▶ [Data provided]
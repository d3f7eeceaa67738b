//! Command-line arguments.

use std::path::PathBuf;

use clap::{Parser, Subcommand};
use portal_domain::{HttpMethod, ResourceKind};
use serde_json::Value;

/// Portal API client
///
/// Talks to the portal backend with the stored admin credentials. Results
/// are printed as JSON on stdout.
#[derive(Parser, Debug)]
#[command(name = "portal", author, version, about)]
pub struct Cli {
    /// Settings file (defaults to the portal config directory)
    #[arg(long, global = true)]
    pub config: Option<PathBuf>,

    /// Token file (defaults to the portal config directory)
    #[arg(long, global = true)]
    pub token_file: Option<PathBuf>,

    /// Page the client acts from; an expired session on an admin page
    /// redirects to the login page
    #[arg(long, global = true, default_value = "/admin")]
    pub page: String,

    #[command(subcommand)]
    pub command: Command,
}

/// What to do once the session is set up.
#[derive(Subcommand, Debug, Clone, PartialEq)]
pub enum Command {
    /// Sign in and store the issued token
    Login {
        /// Account name
        username: String,
        /// Account password
        password: String,
        /// Send credentials as JSON instead of a form
        #[arg(long)]
        json: bool,
    },

    /// Forget the stored token
    Logout,

    /// Show the signed-in user
    Me,

    /// List a resource
    List {
        /// Resource name (projects, articles, services, team, ...)
        resource: ResourceKind,
        /// Filter as key=value; repeatable
        #[arg(short, long = "query", value_parser = parse_pair)]
        query: Vec<(String, String)>,
    },

    /// Fetch one item by id or slug
    Get {
        /// Resource name
        resource: ResourceKind,
        /// Item id or slug
        id: String,
    },

    /// Delete one item
    Delete {
        /// Resource name
        resource: ResourceKind,
        /// Item id
        id: String,
    },

    /// Send an arbitrary request through the session
    Request {
        /// HTTP method
        method: HttpMethod,
        /// Path relative to the API base URL
        path: String,
        /// JSON request body
        #[arg(long)]
        json: Option<Value>,
    },
}

fn parse_pair(raw: &str) -> Result<(String, String), String> {
    raw.split_once('=')
        .map(|(k, v)| (k.to_string(), v.to_string()))
        .ok_or_else(|| format!("expected key=value, got `{raw}`"))
}
//! Client settings loading.
//!
//! Settings are layered: built-in defaults, then an optional JSON file, then
//! environment variables.

use std::collections::HashMap;
use std::path::{Path, PathBuf};

use portal_domain::settings::API_PATH;
use portal_domain::{ClientSettings, DomainError, backend_origin_for_host};
use tokio::fs;
use tracing::{debug, info};

use crate::serialization::{SerializationError, from_json_bytes, to_json_stable_bytes};

/// Overrides the API base URL.
pub const ENV_BASE_URL: &str = "PORTAL_API_BASE_URL";
/// Overrides the request timeout, in milliseconds.
pub const ENV_TIMEOUT: &str = "PORTAL_API_TIMEOUT";
/// Overrides how long queued requests wait, in milliseconds.
pub const ENV_RETRY_WAIT: &str = "PORTAL_RETRY_WAIT";
/// Host name serving the frontend, used to locate the backend.
pub const ENV_FRONTEND_HOST: &str = "PORTAL_FRONTEND_HOST";

const SETTINGS_FILE: &str = "settings.json";

/// Error type for settings operations.
#[derive(Debug, thiserror::Error)]
pub enum SettingsError {
    /// IO error during file operations.
    #[error("IO error: {0}")]
    Io(#[from] std::io::Error),

    /// Serialization/deserialization error.
    #[error("Serialization error: {0}")]
    Serialization(#[from] SerializationError),

    /// An explicitly requested settings file does not exist.
    #[error("settings file not found: {}", .0.display())]
    NotFound(PathBuf),

    /// An environment variable holds an unusable value.
    #[error("invalid value for {name}: {value:?}")]
    InvalidEnv {
        /// Variable name.
        name: &'static str,
        /// Offending value.
        value: String,
    },

    /// The merged settings failed validation.
    #[error(transparent)]
    Invalid(#[from] DomainError),

    /// Could not determine config directory.
    #[error("Could not determine config directory")]
    NoConfigDir,
}

/// Loads [`ClientSettings`] from file and environment.
#[derive(Debug, Clone)]
pub struct SettingsLoader {
    path: Option<PathBuf>,
    explicit: bool,
    env: HashMap<String, String>,
}

impl SettingsLoader {
    /// Creates a loader reading the default settings file and the process
    /// environment.
    #[must_use]
    pub fn new() -> Self {
        Self {
            path: Self::default_path(),
            explicit: false,
            env: std::env::vars().collect(),
        }
    }

    /// Returns the default settings file location, if a config dir exists.
    #[must_use]
    pub fn default_path() -> Option<PathBuf> {
        super::config_dir().map(|p| p.join(SETTINGS_FILE))
    }

    /// Reads settings from `path` instead. The file must exist.
    #[must_use]
    pub fn with_path(mut self, path: impl Into<PathBuf>) -> Self {
        self.path = Some(path.into());
        self.explicit = true;
        self
    }

    /// Replaces the environment the loader reads.
    #[must_use]
    pub fn with_env<K, V>(mut self, vars: impl IntoIterator<Item = (K, V)>) -> Self
    where
        K: Into<String>,
        V: Into<String>,
    {
        self.env = vars
            .into_iter()
            .map(|(k, v)| (k.into(), v.into()))
            .collect();
        self
    }

    /// Returns the settings file this loader reads.
    #[must_use]
    pub fn path(&self) -> Option<&Path> {
        self.path.as_deref()
    }

    /// Loads and validates the layered settings.
    ///
    /// # Errors
    ///
    /// Returns an error if the file is unreadable or malformed, an explicit
    /// file is missing, an environment value is invalid, or the result fails
    /// validation.
    pub async fn load(&self) -> Result<ClientSettings, SettingsError> {
        let (mut settings, base_url_in_file) = self.read_file().await?;

        if let Some(base_url) = self.var(ENV_BASE_URL) {
            settings.base_url = base_url.to_string();
        } else if let (false, Some(host)) = (base_url_in_file, self.var(ENV_FRONTEND_HOST)) {
            settings.base_url = format!("{}{API_PATH}", backend_origin_for_host(host));
            debug!(%host, base_url = %settings.base_url, "backend derived from frontend host");
        }
        if let Some(timeout_ms) = self.millis(ENV_TIMEOUT)? {
            settings.timeout_ms = timeout_ms;
        }
        if let Some(retry_wait_ms) = self.millis(ENV_RETRY_WAIT)? {
            settings.retry_wait_ms = retry_wait_ms;
        }

        settings.validate()?;
        info!(base_url = %settings.base_url, "settings loaded");
        Ok(settings)
    }

    /// Writes `settings` to the loader's file.
    ///
    /// # Errors
    ///
    /// Returns an error if there is no file location or the write fails.
    pub async fn save(&self, settings: &ClientSettings) -> Result<(), SettingsError> {
        let Some(path) = &self.path else {
            return Err(SettingsError::NoConfigDir);
        };
        if let Some(parent) = path.parent() {
            fs::create_dir_all(parent).await?;
        }
        fs::write(path, to_json_stable_bytes(settings)?).await?;
        Ok(())
    }

    /// Reads the file layer. Also reports whether it set `base_url`.
    async fn read_file(&self) -> Result<(ClientSettings, bool), SettingsError> {
        let Some(path) = &self.path else {
            return Ok((ClientSettings::default(), false));
        };

        if !path.exists() {
            if self.explicit {
                return Err(SettingsError::NotFound(path.clone()));
            }
            return Ok((ClientSettings::default(), false));
        }

        let content = fs::read(path).await?;
        let value: serde_json::Value = from_json_bytes(&content)?;
        let has_base_url = value.get("base_url").is_some();
        let settings = serde_json::from_value(value)
            .map_err(|e| SettingsError::Serialization(SerializationError::Decode(e)))?;
        Ok((settings, has_base_url))
    }

    fn var(&self, name: &str) -> Option<&str> {
        self.env
            .get(name)
            .map(|v| v.trim())
            .filter(|v| !v.is_empty())
    }

    fn millis(&self, name: &'static str) -> Result<Option<u64>, SettingsError> {
        self.var(name)
            .map(|value| {
                value.parse().map_err(|_| SettingsError::InvalidEnv {
                    name,
                    value: value.to_string(),
                })
            })
            .transpose()
    }
}

impl Default for SettingsLoader {
    fn default() -> Self {
        Self::new()
    }
}

#[cfg(test)]
#[allow(clippy::unwrap_used)]
mod tests {
    use super::*;
    use pretty_assertions::assert_eq;

    fn loader() -> SettingsLoader {
        SettingsLoader {
            path: None,
            explicit: false,
            env: HashMap::new(),
        }
    }

    #[tokio::test]
    async fn defaults_without_file_or_env() {
        assert_eq!(loader().load().await.unwrap(), ClientSettings::default());
    }

    #[tokio::test]
    async fn env_overrides_defaults() {
        let settings = loader()
            .with_env([
                (ENV_BASE_URL, "https://api.example.com/api"),
                (ENV_TIMEOUT, "5000"),
                (ENV_RETRY_WAIT, " 250 "),
            ])
            .load()
            .await
            .unwrap();

        assert_eq!(settings.base_url, "https://api.example.com/api");
        assert_eq!(settings.timeout_ms, 5000);
        assert_eq!(settings.retry_wait_ms, 250);
    }

    #[tokio::test]
    async fn frontend_host_selects_codespaces_backend() {
        let settings = loader()
            .with_env([(ENV_FRONTEND_HOST, "fuzzy-tree-3000.app.github.dev")])
            .load()
            .await
            .unwrap();

        assert_eq!(
            settings.base_url,
            "https://fuzzy-tree-8000.app.github.dev/api"
        );
    }

    #[tokio::test]
    async fn invalid_timeout_is_reported() {
        let error = loader()
            .with_env([(ENV_TIMEOUT, "soon")])
            .load()
            .await
            .unwrap_err();

        assert!(matches!(
            error,
            SettingsError::InvalidEnv {
                name: ENV_TIMEOUT,
                ..
            }
        ));
    }

    #[tokio::test]
    async fn zero_retry_wait_fails_validation() {
        let error = loader()
            .with_env([(ENV_RETRY_WAIT, "0")])
            .load()
            .await
            .unwrap_err();

        assert!(matches!(error, SettingsError::Invalid(_)));
    }
}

▶ [Exercise prompt] Taking the lines of the listing one by one, count those that contain "HashMap", and answer with the number only.

▶ [Result of this task] 3